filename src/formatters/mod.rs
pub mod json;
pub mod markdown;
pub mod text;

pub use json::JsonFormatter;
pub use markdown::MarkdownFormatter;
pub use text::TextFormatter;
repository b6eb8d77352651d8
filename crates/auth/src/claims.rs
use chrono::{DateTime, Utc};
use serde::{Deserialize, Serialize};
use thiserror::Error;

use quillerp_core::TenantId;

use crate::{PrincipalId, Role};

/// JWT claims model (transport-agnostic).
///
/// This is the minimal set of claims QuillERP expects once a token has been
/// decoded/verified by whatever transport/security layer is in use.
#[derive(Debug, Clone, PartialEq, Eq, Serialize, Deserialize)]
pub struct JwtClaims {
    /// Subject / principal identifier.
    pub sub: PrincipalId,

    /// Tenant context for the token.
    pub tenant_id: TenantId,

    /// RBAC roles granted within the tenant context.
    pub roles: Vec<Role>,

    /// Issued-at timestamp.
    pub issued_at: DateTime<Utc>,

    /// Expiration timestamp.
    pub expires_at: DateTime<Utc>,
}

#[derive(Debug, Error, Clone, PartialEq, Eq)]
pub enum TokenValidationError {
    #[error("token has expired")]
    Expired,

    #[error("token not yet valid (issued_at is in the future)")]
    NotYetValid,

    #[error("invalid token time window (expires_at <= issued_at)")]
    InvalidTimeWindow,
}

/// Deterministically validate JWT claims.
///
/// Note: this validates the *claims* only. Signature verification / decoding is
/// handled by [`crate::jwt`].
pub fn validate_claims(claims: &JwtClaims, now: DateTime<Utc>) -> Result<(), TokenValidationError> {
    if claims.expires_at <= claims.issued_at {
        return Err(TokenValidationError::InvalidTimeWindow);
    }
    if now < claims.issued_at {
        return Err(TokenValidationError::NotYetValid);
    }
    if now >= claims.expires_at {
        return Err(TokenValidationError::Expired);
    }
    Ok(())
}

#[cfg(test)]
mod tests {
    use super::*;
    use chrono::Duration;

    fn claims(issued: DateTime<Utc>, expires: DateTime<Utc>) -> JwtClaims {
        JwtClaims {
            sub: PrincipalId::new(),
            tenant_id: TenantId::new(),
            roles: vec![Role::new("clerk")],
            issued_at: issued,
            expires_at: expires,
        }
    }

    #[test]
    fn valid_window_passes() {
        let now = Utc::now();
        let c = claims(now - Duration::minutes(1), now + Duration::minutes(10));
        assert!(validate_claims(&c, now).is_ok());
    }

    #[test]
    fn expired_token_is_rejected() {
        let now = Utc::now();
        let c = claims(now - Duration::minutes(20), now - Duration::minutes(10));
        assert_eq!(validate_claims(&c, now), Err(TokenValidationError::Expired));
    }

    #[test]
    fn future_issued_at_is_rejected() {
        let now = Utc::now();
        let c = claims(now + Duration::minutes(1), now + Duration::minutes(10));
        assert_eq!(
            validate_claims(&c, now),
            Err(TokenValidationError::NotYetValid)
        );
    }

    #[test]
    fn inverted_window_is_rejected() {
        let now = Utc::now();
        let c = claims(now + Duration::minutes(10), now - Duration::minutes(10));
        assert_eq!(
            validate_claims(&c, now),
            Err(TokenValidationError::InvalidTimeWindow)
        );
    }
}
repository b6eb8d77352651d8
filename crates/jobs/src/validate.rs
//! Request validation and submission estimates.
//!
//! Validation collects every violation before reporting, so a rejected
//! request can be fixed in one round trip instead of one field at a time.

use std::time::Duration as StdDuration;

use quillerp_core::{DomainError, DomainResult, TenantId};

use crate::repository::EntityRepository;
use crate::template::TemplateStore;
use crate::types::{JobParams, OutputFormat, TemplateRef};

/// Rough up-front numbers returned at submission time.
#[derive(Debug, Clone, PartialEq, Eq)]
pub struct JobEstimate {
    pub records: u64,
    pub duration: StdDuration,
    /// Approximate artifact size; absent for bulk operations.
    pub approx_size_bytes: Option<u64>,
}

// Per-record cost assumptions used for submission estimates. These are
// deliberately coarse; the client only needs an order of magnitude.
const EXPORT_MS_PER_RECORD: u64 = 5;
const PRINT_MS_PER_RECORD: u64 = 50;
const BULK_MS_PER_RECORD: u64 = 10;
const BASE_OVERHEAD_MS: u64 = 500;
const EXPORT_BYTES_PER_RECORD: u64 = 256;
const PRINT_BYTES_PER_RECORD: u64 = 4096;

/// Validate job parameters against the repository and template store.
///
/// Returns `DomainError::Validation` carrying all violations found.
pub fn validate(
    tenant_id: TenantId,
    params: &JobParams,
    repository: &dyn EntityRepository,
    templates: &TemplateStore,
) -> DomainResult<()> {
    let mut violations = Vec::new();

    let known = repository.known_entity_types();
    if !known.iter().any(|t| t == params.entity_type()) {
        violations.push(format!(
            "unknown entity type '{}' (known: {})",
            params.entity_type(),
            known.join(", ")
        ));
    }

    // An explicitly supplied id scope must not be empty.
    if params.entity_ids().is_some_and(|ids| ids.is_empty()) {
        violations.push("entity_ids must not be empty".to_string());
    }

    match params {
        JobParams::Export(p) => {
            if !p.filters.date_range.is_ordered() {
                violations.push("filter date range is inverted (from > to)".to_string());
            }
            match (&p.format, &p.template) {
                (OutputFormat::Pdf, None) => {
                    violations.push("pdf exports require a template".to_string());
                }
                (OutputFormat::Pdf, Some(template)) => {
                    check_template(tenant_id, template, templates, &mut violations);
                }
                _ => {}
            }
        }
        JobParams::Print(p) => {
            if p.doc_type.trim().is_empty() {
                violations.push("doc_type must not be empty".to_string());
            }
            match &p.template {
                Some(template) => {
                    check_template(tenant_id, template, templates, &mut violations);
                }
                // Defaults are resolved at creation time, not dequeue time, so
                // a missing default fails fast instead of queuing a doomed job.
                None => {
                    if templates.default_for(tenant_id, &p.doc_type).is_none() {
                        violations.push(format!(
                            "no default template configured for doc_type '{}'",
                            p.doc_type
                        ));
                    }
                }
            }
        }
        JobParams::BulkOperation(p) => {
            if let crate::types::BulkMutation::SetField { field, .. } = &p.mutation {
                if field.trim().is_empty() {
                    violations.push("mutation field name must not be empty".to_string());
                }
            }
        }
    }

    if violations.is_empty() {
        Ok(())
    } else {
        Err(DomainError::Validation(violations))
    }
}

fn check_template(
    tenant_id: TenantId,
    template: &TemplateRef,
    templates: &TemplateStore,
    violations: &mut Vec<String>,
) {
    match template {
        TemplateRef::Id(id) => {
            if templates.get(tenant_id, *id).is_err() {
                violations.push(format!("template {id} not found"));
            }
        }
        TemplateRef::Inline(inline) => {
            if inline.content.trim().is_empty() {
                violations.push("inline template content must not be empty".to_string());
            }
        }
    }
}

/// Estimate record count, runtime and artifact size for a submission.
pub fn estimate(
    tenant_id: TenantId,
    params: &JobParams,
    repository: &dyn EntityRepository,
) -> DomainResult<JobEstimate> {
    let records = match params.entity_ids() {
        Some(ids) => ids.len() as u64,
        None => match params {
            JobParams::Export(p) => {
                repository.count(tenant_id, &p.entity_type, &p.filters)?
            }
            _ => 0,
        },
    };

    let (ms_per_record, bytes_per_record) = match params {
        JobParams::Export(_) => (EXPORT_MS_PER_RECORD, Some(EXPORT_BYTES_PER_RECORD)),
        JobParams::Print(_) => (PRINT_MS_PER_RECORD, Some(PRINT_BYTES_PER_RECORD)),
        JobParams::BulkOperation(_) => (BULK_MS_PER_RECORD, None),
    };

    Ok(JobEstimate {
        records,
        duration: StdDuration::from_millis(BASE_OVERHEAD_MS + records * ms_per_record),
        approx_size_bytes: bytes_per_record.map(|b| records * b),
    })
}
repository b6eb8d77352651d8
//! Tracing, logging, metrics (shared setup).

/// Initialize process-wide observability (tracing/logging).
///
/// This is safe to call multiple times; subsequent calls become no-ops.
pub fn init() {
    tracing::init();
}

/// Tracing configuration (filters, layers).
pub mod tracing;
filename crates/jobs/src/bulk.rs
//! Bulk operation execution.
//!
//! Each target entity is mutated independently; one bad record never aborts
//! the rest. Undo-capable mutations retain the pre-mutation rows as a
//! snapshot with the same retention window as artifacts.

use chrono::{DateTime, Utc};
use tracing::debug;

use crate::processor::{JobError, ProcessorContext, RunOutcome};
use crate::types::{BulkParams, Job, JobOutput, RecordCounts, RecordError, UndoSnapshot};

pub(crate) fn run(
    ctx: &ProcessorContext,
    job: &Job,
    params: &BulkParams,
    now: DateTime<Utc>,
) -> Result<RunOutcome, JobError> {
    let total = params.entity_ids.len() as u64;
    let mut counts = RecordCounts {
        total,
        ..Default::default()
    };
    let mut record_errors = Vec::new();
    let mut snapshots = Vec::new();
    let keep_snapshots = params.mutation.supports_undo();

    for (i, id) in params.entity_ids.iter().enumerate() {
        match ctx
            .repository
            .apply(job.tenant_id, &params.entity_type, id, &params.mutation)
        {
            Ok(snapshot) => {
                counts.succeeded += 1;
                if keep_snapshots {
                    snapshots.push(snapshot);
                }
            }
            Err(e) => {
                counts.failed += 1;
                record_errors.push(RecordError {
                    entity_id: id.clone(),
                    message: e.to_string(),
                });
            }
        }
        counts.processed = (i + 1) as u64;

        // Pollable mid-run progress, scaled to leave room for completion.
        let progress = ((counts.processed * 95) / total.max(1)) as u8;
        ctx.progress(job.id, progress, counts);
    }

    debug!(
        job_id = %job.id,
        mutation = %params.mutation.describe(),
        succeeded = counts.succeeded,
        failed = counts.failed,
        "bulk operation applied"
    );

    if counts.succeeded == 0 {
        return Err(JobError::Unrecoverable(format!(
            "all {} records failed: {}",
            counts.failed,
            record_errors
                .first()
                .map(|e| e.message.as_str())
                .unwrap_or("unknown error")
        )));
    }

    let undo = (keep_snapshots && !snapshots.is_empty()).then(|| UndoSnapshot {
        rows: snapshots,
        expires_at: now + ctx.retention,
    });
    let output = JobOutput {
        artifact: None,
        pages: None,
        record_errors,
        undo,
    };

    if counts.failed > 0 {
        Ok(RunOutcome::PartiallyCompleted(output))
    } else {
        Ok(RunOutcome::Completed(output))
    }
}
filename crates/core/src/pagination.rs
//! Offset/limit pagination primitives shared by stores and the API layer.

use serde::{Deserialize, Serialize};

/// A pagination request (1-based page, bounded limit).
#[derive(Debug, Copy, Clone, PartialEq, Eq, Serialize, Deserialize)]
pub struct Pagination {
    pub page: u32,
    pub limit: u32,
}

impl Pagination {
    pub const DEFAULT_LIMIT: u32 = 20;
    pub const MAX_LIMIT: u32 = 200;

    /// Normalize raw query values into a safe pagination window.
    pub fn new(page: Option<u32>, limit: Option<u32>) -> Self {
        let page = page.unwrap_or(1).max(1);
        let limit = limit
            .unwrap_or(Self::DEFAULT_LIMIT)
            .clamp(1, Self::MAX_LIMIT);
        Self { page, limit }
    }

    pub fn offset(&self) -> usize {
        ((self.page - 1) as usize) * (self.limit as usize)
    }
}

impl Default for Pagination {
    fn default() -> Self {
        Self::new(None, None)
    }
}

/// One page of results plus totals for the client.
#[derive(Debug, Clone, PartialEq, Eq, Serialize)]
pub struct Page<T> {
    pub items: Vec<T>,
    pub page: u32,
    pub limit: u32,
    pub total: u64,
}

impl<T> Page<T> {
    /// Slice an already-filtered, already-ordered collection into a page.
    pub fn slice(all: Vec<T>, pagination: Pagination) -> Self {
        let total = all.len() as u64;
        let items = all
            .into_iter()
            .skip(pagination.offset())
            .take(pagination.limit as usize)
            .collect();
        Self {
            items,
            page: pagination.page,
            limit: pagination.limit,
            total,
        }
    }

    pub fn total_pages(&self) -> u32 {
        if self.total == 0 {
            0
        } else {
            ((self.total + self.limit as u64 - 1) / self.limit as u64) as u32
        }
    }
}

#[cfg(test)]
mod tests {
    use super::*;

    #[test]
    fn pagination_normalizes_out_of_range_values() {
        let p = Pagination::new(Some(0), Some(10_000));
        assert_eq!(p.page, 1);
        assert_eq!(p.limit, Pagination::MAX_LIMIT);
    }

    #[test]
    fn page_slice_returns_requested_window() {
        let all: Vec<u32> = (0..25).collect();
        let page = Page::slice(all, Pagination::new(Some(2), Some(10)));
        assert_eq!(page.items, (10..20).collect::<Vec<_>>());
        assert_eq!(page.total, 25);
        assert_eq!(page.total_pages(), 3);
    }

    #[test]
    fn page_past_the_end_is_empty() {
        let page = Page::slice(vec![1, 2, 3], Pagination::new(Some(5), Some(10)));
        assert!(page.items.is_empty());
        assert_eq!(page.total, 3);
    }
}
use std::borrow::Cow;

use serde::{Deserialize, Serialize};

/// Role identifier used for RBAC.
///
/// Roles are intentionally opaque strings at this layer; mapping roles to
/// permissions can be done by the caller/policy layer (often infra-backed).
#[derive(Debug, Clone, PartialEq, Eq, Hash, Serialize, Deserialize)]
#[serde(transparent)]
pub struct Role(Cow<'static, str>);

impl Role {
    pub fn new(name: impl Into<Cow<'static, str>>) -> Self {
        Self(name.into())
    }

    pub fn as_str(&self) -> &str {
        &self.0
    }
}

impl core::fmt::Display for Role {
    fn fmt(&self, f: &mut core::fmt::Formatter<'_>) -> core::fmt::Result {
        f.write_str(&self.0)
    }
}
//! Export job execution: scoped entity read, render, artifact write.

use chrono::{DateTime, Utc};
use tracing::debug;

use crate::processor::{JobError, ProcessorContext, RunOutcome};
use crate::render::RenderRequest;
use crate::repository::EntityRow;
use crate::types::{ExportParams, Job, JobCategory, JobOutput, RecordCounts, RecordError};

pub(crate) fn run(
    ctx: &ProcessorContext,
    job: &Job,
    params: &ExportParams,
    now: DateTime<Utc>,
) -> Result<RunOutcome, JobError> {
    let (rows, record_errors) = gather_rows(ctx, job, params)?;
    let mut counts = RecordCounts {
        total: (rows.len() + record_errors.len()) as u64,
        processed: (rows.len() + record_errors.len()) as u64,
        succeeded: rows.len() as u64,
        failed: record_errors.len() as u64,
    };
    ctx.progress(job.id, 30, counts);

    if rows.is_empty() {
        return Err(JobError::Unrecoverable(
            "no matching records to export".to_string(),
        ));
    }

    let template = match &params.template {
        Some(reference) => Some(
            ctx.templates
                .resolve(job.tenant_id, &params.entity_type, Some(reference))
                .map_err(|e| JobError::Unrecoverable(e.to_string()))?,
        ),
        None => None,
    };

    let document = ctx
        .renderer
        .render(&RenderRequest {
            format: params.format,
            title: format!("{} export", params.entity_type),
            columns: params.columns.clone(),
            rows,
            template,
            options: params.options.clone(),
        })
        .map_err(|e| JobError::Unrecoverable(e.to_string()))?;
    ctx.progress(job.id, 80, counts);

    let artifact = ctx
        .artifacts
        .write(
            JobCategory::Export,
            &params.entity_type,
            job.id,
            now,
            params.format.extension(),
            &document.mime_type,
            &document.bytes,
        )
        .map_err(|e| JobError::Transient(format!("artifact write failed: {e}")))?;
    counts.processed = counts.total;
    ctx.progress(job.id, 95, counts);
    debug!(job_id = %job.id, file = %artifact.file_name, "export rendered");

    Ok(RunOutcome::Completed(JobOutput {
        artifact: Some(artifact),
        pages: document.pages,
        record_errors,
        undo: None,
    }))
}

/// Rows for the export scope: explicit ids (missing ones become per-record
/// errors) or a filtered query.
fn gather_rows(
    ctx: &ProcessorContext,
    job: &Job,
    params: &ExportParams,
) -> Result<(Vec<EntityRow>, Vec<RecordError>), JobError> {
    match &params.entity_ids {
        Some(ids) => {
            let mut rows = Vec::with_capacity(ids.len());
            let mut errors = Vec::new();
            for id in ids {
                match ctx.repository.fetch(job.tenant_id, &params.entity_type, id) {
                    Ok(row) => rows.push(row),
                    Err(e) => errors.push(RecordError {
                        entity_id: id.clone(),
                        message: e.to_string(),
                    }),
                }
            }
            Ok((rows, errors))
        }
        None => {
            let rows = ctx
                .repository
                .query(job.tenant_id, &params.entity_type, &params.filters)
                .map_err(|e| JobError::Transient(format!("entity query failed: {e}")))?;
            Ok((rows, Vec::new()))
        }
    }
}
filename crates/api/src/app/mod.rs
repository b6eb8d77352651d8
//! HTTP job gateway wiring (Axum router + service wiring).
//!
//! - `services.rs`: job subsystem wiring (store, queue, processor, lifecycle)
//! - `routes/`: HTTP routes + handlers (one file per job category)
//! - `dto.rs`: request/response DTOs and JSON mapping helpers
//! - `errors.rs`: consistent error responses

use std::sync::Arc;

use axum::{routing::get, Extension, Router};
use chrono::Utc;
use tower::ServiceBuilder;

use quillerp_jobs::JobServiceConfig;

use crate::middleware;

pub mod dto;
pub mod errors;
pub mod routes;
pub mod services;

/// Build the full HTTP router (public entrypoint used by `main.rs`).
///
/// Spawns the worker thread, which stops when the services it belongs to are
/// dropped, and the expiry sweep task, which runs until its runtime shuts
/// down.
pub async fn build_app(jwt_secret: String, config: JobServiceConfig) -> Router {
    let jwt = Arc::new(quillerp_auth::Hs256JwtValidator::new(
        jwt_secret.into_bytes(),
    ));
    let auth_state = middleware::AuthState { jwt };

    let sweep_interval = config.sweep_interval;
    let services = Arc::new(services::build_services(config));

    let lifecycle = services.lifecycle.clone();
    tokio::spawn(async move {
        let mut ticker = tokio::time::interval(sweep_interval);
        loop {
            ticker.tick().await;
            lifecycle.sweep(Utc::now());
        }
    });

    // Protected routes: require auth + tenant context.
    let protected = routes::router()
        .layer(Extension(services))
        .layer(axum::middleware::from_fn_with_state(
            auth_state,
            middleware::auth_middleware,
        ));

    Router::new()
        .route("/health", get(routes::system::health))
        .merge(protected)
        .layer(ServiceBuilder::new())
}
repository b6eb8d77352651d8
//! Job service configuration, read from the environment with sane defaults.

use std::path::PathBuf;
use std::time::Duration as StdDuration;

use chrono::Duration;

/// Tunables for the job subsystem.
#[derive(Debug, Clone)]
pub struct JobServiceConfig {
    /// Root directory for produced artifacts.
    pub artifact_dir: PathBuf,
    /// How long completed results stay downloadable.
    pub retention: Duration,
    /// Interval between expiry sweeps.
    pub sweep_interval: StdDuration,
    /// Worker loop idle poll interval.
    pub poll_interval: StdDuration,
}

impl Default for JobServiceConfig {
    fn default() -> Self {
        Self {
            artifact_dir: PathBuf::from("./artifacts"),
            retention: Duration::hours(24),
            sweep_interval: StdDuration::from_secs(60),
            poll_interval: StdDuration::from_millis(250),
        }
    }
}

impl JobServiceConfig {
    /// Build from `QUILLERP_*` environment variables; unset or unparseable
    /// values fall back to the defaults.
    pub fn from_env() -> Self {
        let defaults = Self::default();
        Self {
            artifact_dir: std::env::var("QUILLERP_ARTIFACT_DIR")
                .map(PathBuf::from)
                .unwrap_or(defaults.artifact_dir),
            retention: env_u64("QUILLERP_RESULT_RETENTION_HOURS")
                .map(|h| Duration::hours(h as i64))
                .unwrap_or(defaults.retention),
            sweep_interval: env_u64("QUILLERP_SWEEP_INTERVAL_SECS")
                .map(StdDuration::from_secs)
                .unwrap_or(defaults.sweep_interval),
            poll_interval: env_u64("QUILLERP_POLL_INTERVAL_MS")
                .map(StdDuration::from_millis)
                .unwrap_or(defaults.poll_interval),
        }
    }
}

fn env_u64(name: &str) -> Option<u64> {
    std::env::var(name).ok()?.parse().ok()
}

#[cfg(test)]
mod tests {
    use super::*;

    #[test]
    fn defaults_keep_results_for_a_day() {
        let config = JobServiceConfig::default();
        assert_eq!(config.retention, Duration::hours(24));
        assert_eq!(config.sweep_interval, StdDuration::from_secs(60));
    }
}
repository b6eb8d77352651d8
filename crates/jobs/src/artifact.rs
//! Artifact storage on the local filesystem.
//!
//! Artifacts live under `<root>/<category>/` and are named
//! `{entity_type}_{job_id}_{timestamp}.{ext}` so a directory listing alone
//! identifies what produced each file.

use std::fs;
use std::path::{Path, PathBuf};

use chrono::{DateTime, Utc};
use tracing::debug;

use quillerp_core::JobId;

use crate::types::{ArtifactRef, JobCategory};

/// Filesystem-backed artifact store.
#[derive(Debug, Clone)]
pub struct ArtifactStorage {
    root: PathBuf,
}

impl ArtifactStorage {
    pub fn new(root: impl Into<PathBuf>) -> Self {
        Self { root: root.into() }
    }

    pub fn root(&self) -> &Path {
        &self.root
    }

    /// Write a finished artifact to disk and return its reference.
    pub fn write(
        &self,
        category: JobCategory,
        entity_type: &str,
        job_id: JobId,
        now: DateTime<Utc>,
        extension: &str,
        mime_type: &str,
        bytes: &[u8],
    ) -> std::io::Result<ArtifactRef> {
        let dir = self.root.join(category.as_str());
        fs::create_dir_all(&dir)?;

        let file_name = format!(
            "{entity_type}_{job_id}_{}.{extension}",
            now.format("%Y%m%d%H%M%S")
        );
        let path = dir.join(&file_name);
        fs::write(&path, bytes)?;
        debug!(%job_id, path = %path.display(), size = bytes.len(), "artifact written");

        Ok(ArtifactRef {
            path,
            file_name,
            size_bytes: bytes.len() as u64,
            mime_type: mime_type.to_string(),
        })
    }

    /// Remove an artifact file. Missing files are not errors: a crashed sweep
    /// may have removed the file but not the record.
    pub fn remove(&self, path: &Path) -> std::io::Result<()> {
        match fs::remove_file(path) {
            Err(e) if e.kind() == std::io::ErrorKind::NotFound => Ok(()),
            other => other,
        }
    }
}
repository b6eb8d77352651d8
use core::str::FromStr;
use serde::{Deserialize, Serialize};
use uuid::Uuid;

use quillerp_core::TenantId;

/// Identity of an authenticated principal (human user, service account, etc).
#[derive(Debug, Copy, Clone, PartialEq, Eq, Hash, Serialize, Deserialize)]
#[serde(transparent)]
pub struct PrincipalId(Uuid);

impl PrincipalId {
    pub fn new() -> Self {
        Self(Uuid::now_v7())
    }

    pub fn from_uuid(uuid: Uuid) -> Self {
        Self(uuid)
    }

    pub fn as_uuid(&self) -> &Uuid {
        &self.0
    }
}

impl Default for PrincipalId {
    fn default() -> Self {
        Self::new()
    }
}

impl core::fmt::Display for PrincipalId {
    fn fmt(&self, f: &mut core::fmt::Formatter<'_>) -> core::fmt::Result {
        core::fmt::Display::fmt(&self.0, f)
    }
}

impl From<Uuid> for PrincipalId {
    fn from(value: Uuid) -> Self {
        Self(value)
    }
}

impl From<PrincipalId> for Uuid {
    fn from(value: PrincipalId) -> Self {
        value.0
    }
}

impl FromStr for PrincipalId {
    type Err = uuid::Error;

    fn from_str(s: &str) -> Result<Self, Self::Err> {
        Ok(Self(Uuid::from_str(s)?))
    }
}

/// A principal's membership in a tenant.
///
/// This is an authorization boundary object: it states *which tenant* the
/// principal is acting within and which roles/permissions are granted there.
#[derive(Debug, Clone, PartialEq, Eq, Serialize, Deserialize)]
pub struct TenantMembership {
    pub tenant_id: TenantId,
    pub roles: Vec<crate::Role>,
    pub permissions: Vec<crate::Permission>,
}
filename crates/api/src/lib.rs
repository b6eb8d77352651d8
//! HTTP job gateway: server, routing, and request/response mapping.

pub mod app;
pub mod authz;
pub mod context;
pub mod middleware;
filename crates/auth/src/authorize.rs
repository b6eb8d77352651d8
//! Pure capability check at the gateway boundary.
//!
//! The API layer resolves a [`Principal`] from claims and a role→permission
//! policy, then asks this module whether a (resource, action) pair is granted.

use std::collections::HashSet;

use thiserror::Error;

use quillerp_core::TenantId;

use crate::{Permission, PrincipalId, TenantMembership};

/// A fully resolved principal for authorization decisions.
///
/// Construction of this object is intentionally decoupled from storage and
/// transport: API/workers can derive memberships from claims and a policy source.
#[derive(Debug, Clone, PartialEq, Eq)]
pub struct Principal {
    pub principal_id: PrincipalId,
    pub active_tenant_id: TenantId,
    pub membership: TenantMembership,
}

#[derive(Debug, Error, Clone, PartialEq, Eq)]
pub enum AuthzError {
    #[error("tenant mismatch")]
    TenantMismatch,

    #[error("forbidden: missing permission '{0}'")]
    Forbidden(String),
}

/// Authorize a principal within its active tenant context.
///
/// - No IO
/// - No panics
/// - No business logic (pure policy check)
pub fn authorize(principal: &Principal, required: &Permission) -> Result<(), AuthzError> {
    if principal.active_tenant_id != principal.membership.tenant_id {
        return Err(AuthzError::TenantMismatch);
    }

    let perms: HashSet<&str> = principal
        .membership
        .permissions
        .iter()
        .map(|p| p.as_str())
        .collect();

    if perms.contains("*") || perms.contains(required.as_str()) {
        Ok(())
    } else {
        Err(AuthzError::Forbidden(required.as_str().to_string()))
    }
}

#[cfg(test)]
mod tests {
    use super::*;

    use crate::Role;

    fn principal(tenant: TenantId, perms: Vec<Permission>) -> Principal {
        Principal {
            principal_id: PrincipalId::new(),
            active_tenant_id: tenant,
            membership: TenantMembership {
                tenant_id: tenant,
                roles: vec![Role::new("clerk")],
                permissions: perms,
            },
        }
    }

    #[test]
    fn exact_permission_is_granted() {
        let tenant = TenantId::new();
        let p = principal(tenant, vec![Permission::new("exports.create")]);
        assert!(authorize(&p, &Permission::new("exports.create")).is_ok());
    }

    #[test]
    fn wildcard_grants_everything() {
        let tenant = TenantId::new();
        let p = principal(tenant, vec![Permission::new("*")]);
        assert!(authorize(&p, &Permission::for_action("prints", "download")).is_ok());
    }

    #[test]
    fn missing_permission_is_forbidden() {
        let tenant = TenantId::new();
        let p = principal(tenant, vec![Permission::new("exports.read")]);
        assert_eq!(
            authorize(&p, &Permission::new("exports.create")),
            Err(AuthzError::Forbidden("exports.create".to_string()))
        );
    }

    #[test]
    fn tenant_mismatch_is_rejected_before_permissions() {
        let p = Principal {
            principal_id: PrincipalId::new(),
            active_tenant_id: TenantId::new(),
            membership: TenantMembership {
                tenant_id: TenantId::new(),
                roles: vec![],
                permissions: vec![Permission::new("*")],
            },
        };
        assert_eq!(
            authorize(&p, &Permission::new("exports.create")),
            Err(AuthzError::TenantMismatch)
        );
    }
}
+-------+
# Work task:
When "items" shows up in a line of the material, report that line.

# Task response:
    pub items: Vec<T>,
        let items = all
            items,
        assert_eq!(page.items, (10..20).collect::<Vec<_>>());
        assert!(page.items.is_empty());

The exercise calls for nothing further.